Yahoo unveils Apt ad platform
NEW YORK — Yahoo Inc. on Wednesday launched a much-anticipated upgrade to its online advertising system, one the company termed revolutionary, in a bid to emerge from the shadow of search industry leader Google Inc.
Playing to Yahoo’s strengths in graphical display ads and technology targeting pitches to Web surfers’ interests, the new Apt From Yahoo platform will initially involve newspaper companies that belong to a 2-year-old consortium led by Yahoo, which many joined hoping for relief from the decline in their industry.
The platform, formerly known as Amp, is intended to make it easier for advertisers and publishers to buy and sell display ads, borrowing many of the self-service techniques that have made search ads lucrative for Internet companies, especially Google.
By tapping data Yahoo already collects on Web surfers’ preferences, Apt aims to help advertisers narrow their pitches to specific groups, because sharper targeting will let websites charge more for ads.
The typical newspaper now sells more than half its inventory at deeply discounted rates because it can’t offer such specific targeting, said William Dean Singleton, vice chairman and chief executive of MediaNews Group Inc. and chairman of the Associated Press.
Singleton said Apt should help eliminate or reduce the need for deep discounts.
“If we can sell the amount of online advertising we are selling today at rates that were much more normal, you wouldn’t be hearing people talk about the woes of the newspaper industry,” Singleton said at a launch event in New York.
It’s unclear whether the technology will give Yahoo the lift it needs.
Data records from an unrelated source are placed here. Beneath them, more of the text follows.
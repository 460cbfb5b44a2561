//! SSH connection settings loaded via `ortho-config`.

use std::time::Duration;

use ortho_config::OrthoConfig;
use serde::Deserialize;

use super::BrokerError;

/// Executable search path exported before every remote command.
pub const DEFAULT_REMOTE_PATH: &str = "/sbin:/usr/sbin:/usr/local/sbin:/bin:/usr/bin:/usr/local/bin";

/// Default upper bound on a single command, in seconds.
pub const DEFAULT_COMMAND_TIMEOUT_SECS: u64 = 1200;

/// SSH and command execution settings.
#[derive(Clone, Debug, Deserialize, OrthoConfig, PartialEq, Eq)]
#[ortho_config(
    prefix = "NODEKEEPER_SSH",
    discovery(
        app_name = "nodekeeper",
        env_var = "NODEKEEPER_CONFIG_PATH",
        config_file_name = "nodekeeper.toml",
        dotfile_name = ".nodekeeper.toml",
        project_file_name = "nodekeeper.toml"
    )
)]
pub struct ConnectionConfig {
    /// Path to the `ssh` executable.
    #[ortho_config(default = "ssh".to_owned())]
    pub ssh_bin: String,
    /// Remote user to connect as.
    #[ortho_config(default = "azureuser".to_owned())]
    pub ssh_user: String,
    /// Private key used for authentication; supports `~/` expansion. When
    /// unset, `ssh` falls back to its default key locations.
    pub ssh_identity_file: Option<String>,
    /// Whether to force batch mode so `ssh` never prompts.
    #[ortho_config(default = true)]
    pub ssh_batch_mode: bool,
    /// Whether to enforce host key checking; disabled when unset because
    /// every node is new.
    pub ssh_strict_host_key_checking: Option<bool>,
    /// Known hosts file override; `/dev/null` keeps throwaway host keys out
    /// of the user's file.
    #[ortho_config(default = "/dev/null".to_owned())]
    pub ssh_known_hosts_file: String,
    /// Directory holding `ssh` control sockets.
    #[ortho_config(default = "/tmp".to_owned())]
    pub control_dir: String,
    /// `PATH` exported before every remote command.
    #[ortho_config(default = DEFAULT_REMOTE_PATH.to_owned())]
    pub remote_path: String,
    /// Default command timeout in seconds.
    #[ortho_config(default = DEFAULT_COMMAND_TIMEOUT_SECS)]
    pub command_timeout_secs: u64,
    /// Path to the `ping` executable used for reachability probes.
    #[ortho_config(default = "ping".to_owned())]
    pub ping_bin: String,
}

impl Default for ConnectionConfig {
    fn default() -> Self {
        Self {
            ssh_bin: String::from("ssh"),
            ssh_user: String::from("azureuser"),
            ssh_identity_file: None,
            ssh_batch_mode: true,
            ssh_strict_host_key_checking: None,
            ssh_known_hosts_file: String::from("/dev/null"),
            control_dir: String::from("/tmp"),
            remote_path: DEFAULT_REMOTE_PATH.to_owned(),
            command_timeout_secs: DEFAULT_COMMAND_TIMEOUT_SECS,
            ping_bin: String::from("ping"),
        }
    }
}

impl ConnectionConfig {
    /// Loads configuration from defaults, configuration files, and
    /// environment variables without parsing CLI arguments.
    ///
    /// # Errors
    ///
    /// Returns [`BrokerError::InvalidConfig`] when merging sources fails.
    pub fn load_without_cli_args() -> Result<Self, BrokerError> {
        Self::load_from_iter([std::ffi::OsString::from("nodekeeper")])
            .map_err(|err| BrokerError::InvalidConfig(err.to_string()))
    }

    /// Ensures required values are present after trimming whitespace.
    ///
    /// # Errors
    ///
    /// Returns [`BrokerError::InvalidConfig`] naming the first blank field.
    pub fn validate(&self) -> Result<(), BrokerError> {
        for (field, value) in [
            ("ssh_bin", Some(self.ssh_bin.as_str())),
            ("ssh_user", Some(self.ssh_user.as_str())),
            ("control_dir", Some(self.control_dir.as_str())),
            ("remote_path", Some(self.remote_path.as_str())),
            ("ping_bin", Some(self.ping_bin.as_str())),
            ("ssh_identity_file", self.ssh_identity_file.as_deref()),
        ] {
            if value.is_some_and(|text| text.trim().is_empty()) {
                return Err(BrokerError::InvalidConfig(format!(
                    "{field} must not be empty (set NODEKEEPER_SSH_{})",
                    field.to_ascii_uppercase()
                )));
            }
        }
        if self.command_timeout_secs == 0 {
            return Err(BrokerError::InvalidConfig(String::from(
                "command_timeout_secs must be greater than zero",
            )));
        }
        Ok(())
    }

    /// Returns the default command timeout.
    #[must_use]
    pub const fn command_timeout(&self) -> Duration {
        Duration::from_secs(self.command_timeout_secs)
    }
}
A previous technology for search ads, called Panama, failed to resonate with Wall Street despite accolades from advertisers, and Sunnyvale, Calif.-based Yahoo has been in a funk, its stock recently sinking to its lowest level in nearly five years.
The new platform, 18 months in the making, comes at an inopportune time because advertisers are pulling back spending as the U.S. economy weakens, said David Hallerman, a senior analyst at research firm EMarketer.
But even if it isn’t a game changer, Hallerman said, it can help Yahoo reach the companies that are still advertising.